West Virginia’s Board of Pharmacy plans to ask prescription drug wholesalers to report pharmacies placing suspiciously large orders of painkillers or other controlled substances.
The board plans to forward those reports to state Attorney General Patrick Morrisey’s office, which last week sued a pharmacy in Boone County, accusing it of providing too many highly addictive painkillers over more than a decade.
The distributors McKesson Corp. and Cardinal Health already notify the state of such questionable orders, the Charleston Gazette-Mail reported.
The pharmacy board voted unanimously Monday to send letters asking other wholesalers to take part in the effort. Distributors already submit reports on suspicious drug orders to the U.S. Drug Enforcement Administration.
“The idea is we’re letting them know we need their suspicious order reports, and we go from there,” said Dennis Lewis, chairman of the pharmacy board.
The board’s rules require the distributors to report suspicious prescription drug orders, but the regulations don’t spell out the criteria. There is also no standard form for drug wholesalers to fill out, which frustrates Lewis.
“The two companies, the reports they submit are night and day,” Lewis said. “To look at the suspicious report, from my perspective, is useless the way they come in now.”
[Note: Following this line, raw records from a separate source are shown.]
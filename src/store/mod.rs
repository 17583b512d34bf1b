//! Collaborators the turn engine persists through.
//!
//! [`SessionStore`] stands in for the shared, real-time document store every
//! device of a room watches. [`local::LocalStore`] is the device-local
//! key-value store and is treated as the durable copy.

pub mod local;
pub mod memory;

use crate::error::StoreResult;
use crate::types::*;
use async_trait::async_trait;
use tokio::sync::broadcast;

pub use local::{FileLocalStore, LocalStore, MemoryLocalStore, StorageKey};
pub use memory::MemorySessionStore;

/// Pushed to subscribers after every write to a session document
#[derive(Debug, Clone)]
pub struct SessionEvent {
    pub session: GameSession,
}

#[async_trait]
pub trait SessionStore: Send + Sync {
    async fn create_session(&self, session: GameSession) -> StoreResult<()>;

    async fn get_session(&self, session_id: &str) -> StoreResult<Option<GameSession>>;

    async fn find_by_room_code(&self, room_code: &str) -> StoreResult<Option<GameSession>>;

    async fn update_session(&self, session_id: &str, patch: SessionPatch) -> StoreResult<()>;

    async fn update_game_turn(&self, session_id: &str, turn: TurnUpdate) -> StoreResult<()>;

    async fn update_player_score(
        &self,
        session_id: &str,
        player_id: &str,
        score: u32,
    ) -> StoreResult<()>;

    /// Decrement one action counter; saturates at zero
    async fn decrement_player_attribute(
        &self,
        session_id: &str,
        player_id: &str,
        attribute: PlayerAttribute,
    ) -> StoreResult<()>;

    async fn save_game_history(&self, record: HistoryRecord) -> StoreResult<()>;

    /// Mark a finished session as archived; it is never deleted
    async fn archive_game_session(&self, session_id: &str) -> StoreResult<()>;

    /// Real-time feed of updated session documents (all sessions; filter by id)
    fn subscribe(&self) -> broadcast::Receiver<SessionEvent>;
}
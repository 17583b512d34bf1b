use crate::error::{StoreError, StoreResult};
use async_trait::async_trait;
use serde::de::DeserializeOwned;
use serde::Serialize;
use std::collections::HashMap;
use std::path::PathBuf;
use std::sync::Arc;
use tokio::sync::RwLock;

/// One fixed storage name per concern
#[derive(Debug, Clone, Copy, PartialEq, Eq, Hash)]
pub enum StorageKey {
    /// Resume snapshot of the running game
    SavedGame,
    /// Finished games, newest first
    History,
    /// User profile and default preferences
    Profile,
}

impl StorageKey {
    pub fn as_str(&self) -> &'static str {
        match self {
            StorageKey::SavedGame => "social-chaos-saved-game",
            StorageKey::History => "social-chaos-history",
            StorageKey::Profile => "social-chaos-profile",
        }
    }
}

#[async_trait]
pub trait LocalStore: Send + Sync {
    async fn save(&self, key: StorageKey, value: serde_json::Value) -> StoreResult<()>;

    async fn load(&self, key: StorageKey) -> StoreResult<Option<serde_json::Value>>;

    async fn delete(&self, key: StorageKey) -> StoreResult<()>;
}

/// Serialize and save a typed value
pub async fn save_json<T: Serialize>(
    store: &dyn LocalStore,
    key: StorageKey,
    value: &T,
) -> StoreResult<()> {
    store.save(key, serde_json::to_value(value)?).await
}

/// Load and deserialize a typed value
pub async fn load_json<T: DeserializeOwned>(
    store: &dyn LocalStore,
    key: StorageKey,
) -> StoreResult<Option<T>> {
    match store.load(key).await? {
        Some(value) => Ok(Some(serde_json::from_value(value)?)),
        None => Ok(None),
    }
}

/// One JSON file per key under a data directory
#[derive(Debug, Clone)]
pub struct FileLocalStore {
    dir: PathBuf,
}

impl FileLocalStore {
    pub fn new(dir: impl Into<PathBuf>) -> Self {
        Self { dir: dir.into() }
    }

    fn path(&self, key: StorageKey) -> PathBuf {
        self.dir.join(format!("{}.json", key.as_str()))
    }
}

#[async_trait]
impl LocalStore for FileLocalStore {
    async fn save(&self, key: StorageKey, value: serde_json::Value) -> StoreResult<()> {
        tokio::fs::create_dir_all(&self.dir).await?;
        let bytes = serde_json::to_vec_pretty(&value)?;

        // Write then rename so a crash never leaves a half-written file
        let path = self.path(key);
        let tmp = path.with_extension("json.tmp");
        tokio::fs::write(&tmp, bytes).await?;
        tokio::fs::rename(&tmp, &path).await?;
        Ok(())
    }

    async fn load(&self, key: StorageKey) -> StoreResult<Option<serde_json::Value>> {
        match tokio::fs::read(self.path(key)).await {
            Ok(bytes) => Ok(Some(serde_json::from_slice(&bytes)?)),
            Err(e) if e.kind() == std::io::ErrorKind::NotFound => Ok(None),
            Err(e) => Err(StoreError::Io(e)),
        }
    }

    async fn delete(&self, key: StorageKey) -> StoreResult<()> {
        match tokio::fs::remove_file(self.path(key)).await {
            Ok(()) => Ok(()),
            Err(e) if e.kind() == std::io::ErrorKind::NotFound => Ok(()),
            Err(e) => Err(StoreError::Io(e)),
        }
    }
}

/// Volatile local store
#[derive(Debug, Clone, Default)]
pub struct MemoryLocalStore {
    values: Arc<RwLock<HashMap<StorageKey, serde_json::Value>>>,
}

impl MemoryLocalStore {
    pub fn new() -> Self {
        Self::default()
    }
}

#[async_trait]
impl LocalStore for MemoryLocalStore {
    async fn save(&self, key: StorageKey, value: serde_json::Value) -> StoreResult<()> {
        self.values.write().await.insert(key, value);
        Ok(())
    }

    async fn load(&self, key: StorageKey) -> StoreResult<Option<serde_json::Value>> {
        Ok(self.values.read().await.get(&key).cloned())
    }

    async fn delete(&self, key: StorageKey) -> StoreResult<()> {
        self.values.write().await.remove(&key);
        Ok(())
    }
}
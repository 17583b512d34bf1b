use crate::types::Player;

/// Next non-paused player after `current_id`, scanning forward with
/// wraparound.
///
/// The scan visits at most `players.len()` seats. If everyone is paused it
/// stops there and hands back the last seat visited (the current player
/// itself when `current_id` is seated) instead of spinning. An unknown or
/// missing `current_id` starts the scan at seat 0.
pub fn next_player<'a>(players: &'a [Player], current_id: Option<&str>) -> Option<&'a Player> {
    if players.is_empty() {
        return None;
    }

    let len = players.len();
    let start = current_id
        .and_then(|id| players.iter().position(|p| p.id == id))
        .unwrap_or(len - 1);

    let mut visited = &players[start];
    for step in 1..=len {
        visited = &players[(start + step) % len];
        if !visited.is_paused {
            return Some(visited);
        }
    }

    Some(visited)
}

/// Opening turn-holder: the first non-paused seat
pub fn first_player(players: &[Player]) -> Option<&Player> {
    next_player(players, None)
}
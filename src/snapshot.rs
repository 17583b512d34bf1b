//! Saved-game snapshot for resuming an interrupted session.
//!
//! Written to the local store after every turn change and deleted once the
//! game finishes.

use crate::types::*;
use serde::{Deserialize, Serialize};

/// Schema version for snapshot compatibility
/// Version 1: session document only
pub const SAVED_GAME_SCHEMA_VERSION: u32 = 1;

#[derive(Debug, Clone, Serialize, Deserialize, PartialEq)]
pub struct SavedGame {
    /// Schema version for forward compatibility
    pub schema_version: u32,
    /// Save timestamp (ISO8601)
    pub saved_at: String,
    pub session: GameSession,
}

impl SavedGame {
    pub fn new(session: GameSession) -> Self {
        Self {
            schema_version: SAVED_GAME_SCHEMA_VERSION,
            saved_at: chrono::Utc::now().to_rfc3339(),
            session,
        }
    }

    /// Check the snapshot before resuming from it
    pub fn validate(&self) -> Result<(), String> {
        if self.schema_version > SAVED_GAME_SCHEMA_VERSION {
            return Err(format!(
                "Saved game schema version {} is newer than supported version {}",
                self.schema_version, SAVED_GAME_SCHEMA_VERSION
            ));
        }

        let session = &self.session;
        if session.status == SessionStatus::Finished {
            return Err("Saved game is already finished".to_string());
        }
        if session.players.is_empty() {
            return Err("Saved game has no players".to_string());
        }
        if session.rounds_completed > session.rounds_total {
            return Err(format!(
                "Saved game completed {} of {} rounds",
                session.rounds_completed, session.rounds_total
            ));
        }
        if let Some(ref player_id) = session.current_turn_player_id {
            if session.player(player_id).is_none() {
                return Err(format!(
                    "Saved game references turn-holder '{}' but player not found",
                    player_id
                ));
            }
        }

        Ok(())
    }
}
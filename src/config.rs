use std::net::SocketAddr;
use std::path::PathBuf;
use std::time::Duration;

use crate::flow::timer::DEFAULT_FLIP_DELAY;

const DEFAULT_BIND: &str = "0.0.0.0:6574";

/// Host configuration, read once at startup
#[derive(Debug, Clone)]
pub struct AppConfig {
    pub bind: SocketAddr,
    /// Directory of the file-backed local store
    pub data_dir: PathBuf,
    /// Optional JSON file replacing the built-in dare pool
    pub dares_path: Option<PathBuf>,
    /// Card flip animation before a countdown starts
    pub flip_delay: Duration,
    pub static_dir: PathBuf,
}

impl Default for AppConfig {
    fn default() -> Self {
        Self {
            bind: default_bind(),
            data_dir: PathBuf::from("data"),
            dares_path: None,
            flip_delay: DEFAULT_FLIP_DELAY,
            static_dir: PathBuf::from("static"),
        }
    }
}

fn default_bind() -> SocketAddr {
    // 6574 is one past the classic party-game port
    SocketAddr::from(([0, 0, 0, 0], 6574))
}

/// Non-empty, trimmed value of an environment variable
fn env_value(name: &str) -> Option<String> {
    std::env::var(name)
        .ok()
        .map(|v| v.trim().to_string())
        .filter(|v| !v.is_empty())
}

impl AppConfig {
    pub fn from_env() -> Self {
        let defaults = Self::default();

        let bind = match env_value("SOCIAL_CHAOS_BIND") {
            Some(v) => v.parse().unwrap_or_else(|e| {
                tracing::warn!(
                    "Invalid SOCIAL_CHAOS_BIND '{}': {}, using {}",
                    v,
                    e,
                    DEFAULT_BIND
                );
                defaults.bind
            }),
            None => defaults.bind,
        };

        let flip_delay = match env_value("SOCIAL_CHAOS_FLIP_DELAY_MS") {
            Some(v) => match v.parse::<u64>() {
                Ok(ms) => Duration::from_millis(ms),
                Err(e) => {
                    tracing::warn!("Invalid SOCIAL_CHAOS_FLIP_DELAY_MS '{}': {}", v, e);
                    defaults.flip_delay
                }
            },
            None => defaults.flip_delay,
        };

        let config = Self {
            bind,
            data_dir: env_value("SOCIAL_CHAOS_DATA_DIR")
                .map(PathBuf::from)
                .unwrap_or(defaults.data_dir),
            dares_path: env_value("SOCIAL_CHAOS_DARES").map(PathBuf::from),
            flip_delay,
            static_dir: env_value("SOCIAL_CHAOS_STATIC_DIR")
                .map(PathBuf::from)
                .unwrap_or(defaults.static_dir),
        };

        tracing::info!(
            bind = %config.bind,
            data_dir = %config.data_dir.display(),
            custom_dares = config.dares_path.is_some(),
            flip_delay_ms = config.flip_delay.as_millis() as u64,
            "Config loaded"
        );
        config
    }
}
//! Reconciling the local session copy with documents pushed by the store.
//!
//! The controller writes optimistically, so its copy is the pending tier and
//! the store's feed is the confirmed tier. The rule: a remote document older
//! than the local turn is a stale echo and is dropped; anything else wins
//! over the local copy.

use crate::types::{GameSession, SessionStatus};

#[derive(Debug, Clone, Copy, PartialEq, Eq)]
pub enum Reconcile {
    /// Replace the local copy. `turn_changed` means the card on screen is
    /// no longer the one the local view was built for.
    AdoptRemote { turn_changed: bool },
    KeepLocal,
}

pub fn reconcile(local: &GameSession, remote: &GameSession) -> Reconcile {
    if local.id != remote.id {
        return Reconcile::KeepLocal;
    }
    if remote.turn_counter < local.turn_counter {
        return Reconcile::KeepLocal;
    }
    // Status is one-way: a finished game stays finished
    if local.status == SessionStatus::Finished && remote.status != SessionStatus::Finished {
        return Reconcile::KeepLocal;
    }

    let turn_changed = remote.turn_counter != local.turn_counter
        || remote.current_turn_player_id != local.current_turn_player_id;
    Reconcile::AdoptRemote { turn_changed }
}

#[cfg(test)]
mod tests {
    use super::*;
    use crate::types::GameSettings;

    fn session(turn_counter: u64, holder: &str) -> GameSession {
        GameSession {
            id: "s1".to_string(),
            room_code: "ABCDE".to_string(),
            status: SessionStatus::Active,
            settings: GameSettings::default(),
            players: Vec::new(),
            current_turn_player_id: Some(holder.to_string()),
            current_dare: None,
            rounds_total: 2,
            rounds_completed: 0,
            players_played_this_round: 0,
            progressive: false,
            turn_counter,
            swap_used_by_player_ids: Vec::new(),
            used_dare_ids: Vec::new(),
            created_at: String::new(),
            started_at: None,
            archived: false,
        }
    }

    #[test]
    fn test_stale_echo_is_ignored() {
        assert_eq!(
            reconcile(&session(5, "a"), &session(4, "b")),
            Reconcile::KeepLocal
        );
    }

    #[test]
    fn test_same_turn_conflict_remote_wins() {
        let local = session(5, "a");
        let mut remote = session(5, "a");
        remote.players_played_this_round = 2;
        assert_eq!(
            reconcile(&local, &remote),
            Reconcile::AdoptRemote {
                turn_changed: false
            }
        );

        // Same counter but someone else holds the turn
        assert_eq!(
            reconcile(&local, &session(5, "b")),
            Reconcile::AdoptRemote { turn_changed: true }
        );
    }

    #[test]
    fn test_newer_turn_is_adopted() {
        assert_eq!(
            reconcile(&session(5, "a"), &session(6, "b")),
            Reconcile::AdoptRemote { turn_changed: true }
        );
    }

    #[test]
    fn test_finished_is_terminal() {
        let mut local = session(5, "a");
        local.status = SessionStatus::Finished;
        assert_eq!(reconcile(&local, &session(6, "b")), Reconcile::KeepLocal);
    }

    #[test]
    fn test_other_session_is_ignored() {
        let mut remote = session(9, "a");
        remote.id = "s2".to_string();
        assert_eq!(reconcile(&session(1, "a"), &remote), Reconcile::KeepLocal);
    }
}
use serde::{Deserialize, Serialize};

/// Opaque ID types for type safety
pub type SessionId = String;
pub type PlayerId = String;
pub type DareId = String;
pub type HistoryId = String;
pub type Category = String;

pub const MIN_DIFFICULTY: u8 = 1;
pub const MAX_DIFFICULTY: u8 = 4;

/// A challenge card drawn by the turn-holder
#[derive(Debug, Clone, Serialize, Deserialize, PartialEq)]
pub struct Dare {
    pub id: DareId,
    pub text: String,
    /// 1 (soft) to 4 (extreme)
    pub difficulty: u8,
    pub categories: Vec<Category>,
    /// Overrides the penalty table when the dare is abandoned
    #[serde(default, skip_serializing_if = "Option::is_none")]
    pub penalty: Option<String>,
    #[serde(default = "default_reward")]
    pub reward: u32,
}

fn default_reward() -> u32 {
    1
}

impl Dare {
    pub fn has_any_category(&self, categories: &[Category]) -> bool {
        self.categories.iter().any(|c| categories.contains(c))
    }
}

/// Want/avoid lists picked by a player in the lobby
#[derive(Debug, Clone, Default, Serialize, Deserialize, PartialEq)]
pub struct CategoryPreferences {
    #[serde(default)]
    pub want: Vec<Category>,
    #[serde(default)]
    pub avoid: Vec<Category>,
}

impl CategoryPreferences {
    pub fn is_empty(&self) -> bool {
        self.want.is_empty() && self.avoid.is_empty()
    }
}

#[derive(Debug, Clone, Serialize, Deserialize, PartialEq)]
pub struct Player {
    pub id: PlayerId,
    pub name: String,
    #[serde(default)]
    pub avatar: Option<String>,
    pub score: u32,
    pub jokers_left: u32,
    pub rerolls_left: u32,
    pub swaps_left: u32,
    #[serde(default)]
    pub accompaniments_left: u32,
    pub is_paused: bool,
    /// Sticky: once paused, the player is an adventurer for the final ranking
    pub has_been_paused: bool,
    #[serde(default)]
    pub preferences: CategoryPreferences,
}

impl Player {
    pub fn new(name: String, avatar: Option<String>, allowance: &ActionAllowance) -> Self {
        Self {
            id: ulid::Ulid::new().to_string(),
            name,
            avatar,
            score: 0,
            jokers_left: allowance.jokers,
            rerolls_left: allowance.rerolls,
            swaps_left: allowance.swaps,
            accompaniments_left: allowance.accompaniments,
            is_paused: false,
            has_been_paused: false,
            preferences: CategoryPreferences::default(),
        }
    }

    /// Remaining joker + reroll + swap cards, used as the end-game tiebreaker
    pub fn actions_left(&self) -> u32 {
        self.jokers_left + self.rerolls_left + self.swaps_left
    }

    pub fn attribute_mut(&mut self, attribute: PlayerAttribute) -> &mut u32 {
        match attribute {
            PlayerAttribute::Jokers => &mut self.jokers_left,
            PlayerAttribute::Rerolls => &mut self.rerolls_left,
            PlayerAttribute::Swaps => &mut self.swaps_left,
            PlayerAttribute::Accompaniments => &mut self.accompaniments_left,
        }
    }
}

/// Decrementable per-player counters
#[derive(Debug, Clone, Copy, Serialize, Deserialize, PartialEq, Eq)]
#[serde(rename_all = "snake_case")]
pub enum PlayerAttribute {
    Jokers,
    Rerolls,
    Swaps,
    Accompaniments,
}

/// Action cards handed to every player when they join
#[derive(Debug, Clone, Serialize, Deserialize, PartialEq)]
pub struct ActionAllowance {
    pub jokers: u32,
    pub rerolls: u32,
    pub swaps: u32,
    pub accompaniments: u32,
}

impl Default for ActionAllowance {
    fn default() -> Self {
        Self {
            jokers: 1,
            rerolls: 2,
            swaps: 1,
            accompaniments: 1,
        }
    }
}

#[derive(Debug, Clone, Copy, Serialize, Deserialize, PartialEq, Eq)]
#[serde(rename_all = "SCREAMING_SNAKE_CASE")]
pub enum SessionStatus {
    Waiting,
    Active,
    Finished,
}

impl SessionStatus {
    /// Status only ever moves forward: WAITING -> ACTIVE -> FINISHED
    pub fn can_transition_to(&self, to: SessionStatus) -> bool {
        matches!(
            (self, to),
            (SessionStatus::Waiting, SessionStatus::Active)
                | (SessionStatus::Active, SessionStatus::Finished)
        )
    }
}

#[derive(Debug, Clone, Serialize, Deserialize, PartialEq)]
pub struct GameSettings {
    pub difficulty: u8,
    pub categories: Vec<Category>,
    /// Countdown for dares of difficulty 2 and above (0 disables the timer)
    pub timer_seconds: u32,
    pub alcohol_mode: bool,
    #[serde(default)]
    pub allowance: ActionAllowance,
}

impl Default for GameSettings {
    fn default() -> Self {
        Self {
            difficulty: 2,
            categories: vec!["fun".to_string(), "social".to_string()],
            timer_seconds: 60,
            alcohol_mode: false,
            allowance: ActionAllowance::default(),
        }
    }
}

#[derive(Debug, Clone, Serialize, Deserialize, PartialEq)]
pub struct GameSession {
    pub id: SessionId,
    pub room_code: String,
    pub status: SessionStatus,
    pub settings: GameSettings,
    pub players: Vec<Player>,
    pub current_turn_player_id: Option<PlayerId>,
    pub current_dare: Option<Dare>,
    pub rounds_total: u32,
    pub rounds_completed: u32,
    pub players_played_this_round: u32,
    pub progressive: bool,
    /// Monotonic, bumped whenever the card on screen changes
    pub turn_counter: u64,
    pub swap_used_by_player_ids: Vec<PlayerId>,
    #[serde(default)]
    pub used_dare_ids: Vec<DareId>,
    pub created_at: String,
    #[serde(default)]
    pub started_at: Option<String>,
    #[serde(default)]
    pub archived: bool,
}

impl GameSession {
    pub fn player(&self, player_id: &str) -> Option<&Player> {
        self.players.iter().find(|p| p.id == player_id)
    }

    pub fn player_mut(&mut self, player_id: &str) -> Option<&mut Player> {
        self.players.iter_mut().find(|p| p.id == player_id)
    }

    pub fn current_player(&self) -> Option<&Player> {
        self.current_turn_player_id
            .as_deref()
            .and_then(|id| self.player(id))
    }

    pub fn active_player_count(&self) -> u32 {
        self.players.iter().filter(|p| !p.is_paused).count() as u32
    }

    /// The payload pushed to the session store after every turn change
    pub fn turn_update(&self) -> TurnUpdate {
        TurnUpdate {
            current_turn_player_id: self.current_turn_player_id.clone(),
            current_dare: self.current_dare.clone(),
            rounds_completed: self.rounds_completed,
            players_played_this_round: self.players_played_this_round,
            started_at: self.started_at.clone(),
            turn_counter: self.turn_counter,
            swap_used_by_player_ids: self.swap_used_by_player_ids.clone(),
        }
    }

    pub fn apply_turn_update(&mut self, turn: TurnUpdate) {
        self.current_turn_player_id = turn.current_turn_player_id;
        self.current_dare = turn.current_dare;
        self.rounds_completed = turn.rounds_completed;
        self.players_played_this_round = turn.players_played_this_round;
        self.started_at = turn.started_at;
        self.turn_counter = turn.turn_counter;
        self.swap_used_by_player_ids = turn.swap_used_by_player_ids;
    }
}

/// Turn tuple written by `updateGameTurn`
#[derive(Debug, Clone, Serialize, Deserialize, PartialEq)]
pub struct TurnUpdate {
    pub current_turn_player_id: Option<PlayerId>,
    pub current_dare: Option<Dare>,
    pub rounds_completed: u32,
    pub players_played_this_round: u32,
    pub started_at: Option<String>,
    pub turn_counter: u64,
    pub swap_used_by_player_ids: Vec<PlayerId>,
}

/// Partial session update; `None` fields are left untouched
#[derive(Debug, Clone, Default, Serialize, Deserialize, PartialEq)]
pub struct SessionPatch {
    #[serde(default, skip_serializing_if = "Option::is_none")]
    pub status: Option<SessionStatus>,
    #[serde(default, skip_serializing_if = "Option::is_none")]
    pub players: Option<Vec<Player>>,
    #[serde(default, skip_serializing_if = "Option::is_none")]
    pub used_dare_ids: Option<Vec<DareId>>,
}

/// One line of the end-of-game podium
#[derive(Debug, Clone, Serialize, Deserialize, PartialEq)]
pub struct RankedPlayer {
    pub player_id: PlayerId,
    pub name: String,
    pub avatar: Option<String>,
    pub score: u32,
    pub actions_left: u32,
}

impl From<&Player> for RankedPlayer {
    fn from(p: &Player) -> Self {
        Self {
            player_id: p.id.clone(),
            name: p.name.clone(),
            avatar: p.avatar.clone(),
            score: p.score,
            actions_left: p.actions_left(),
        }
    }
}

/// Snapshot written once when a session finishes
#[derive(Debug, Clone, Serialize, Deserialize, PartialEq)]
pub struct HistoryRecord {
    pub id: HistoryId,
    pub session_id: SessionId,
    pub room_code: String,
    /// The GOAT
    pub winner: RankedPlayer,
    /// The Chèvre; absent in solo games
    pub loser: Option<RankedPlayer>,
    pub others: Vec<RankedPlayer>,
    /// Players paused at least once, kept out of the ranking
    pub adventurers: Vec<RankedPlayer>,
    pub rounds_total: u32,
    pub rounds_completed: u32,
    pub difficulty: u8,
    pub categories: Vec<Category>,
    pub alcohol_mode: bool,
    pub finished_at: String,
}

/// Locally stored user profile, used to prefill the lobby
#[derive(Debug, Clone, Default, Serialize, Deserialize, PartialEq)]
pub struct UserProfile {
    pub display_name: Option<String>,
    pub avatar: Option<String>,
    #[serde(default)]
    pub preferences: CategoryPreferences,
    #[serde(default)]
    pub default_settings: Option<GameSettings>,
}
Morrisey’s office has offered to decipher the reports.
Lewis said he plans to find out if pharmacy boards in other states require wholesalers to report suspicious drug orders from pharmacies.
A 2012 lawsuit – filed by former Attorney General Darrell McGraw and inherited by Morrisey – accuses drug wholesalers of shipping an excessive number of pain pills to West Virginia and failing to report suspicious orders from rogue pharmacies.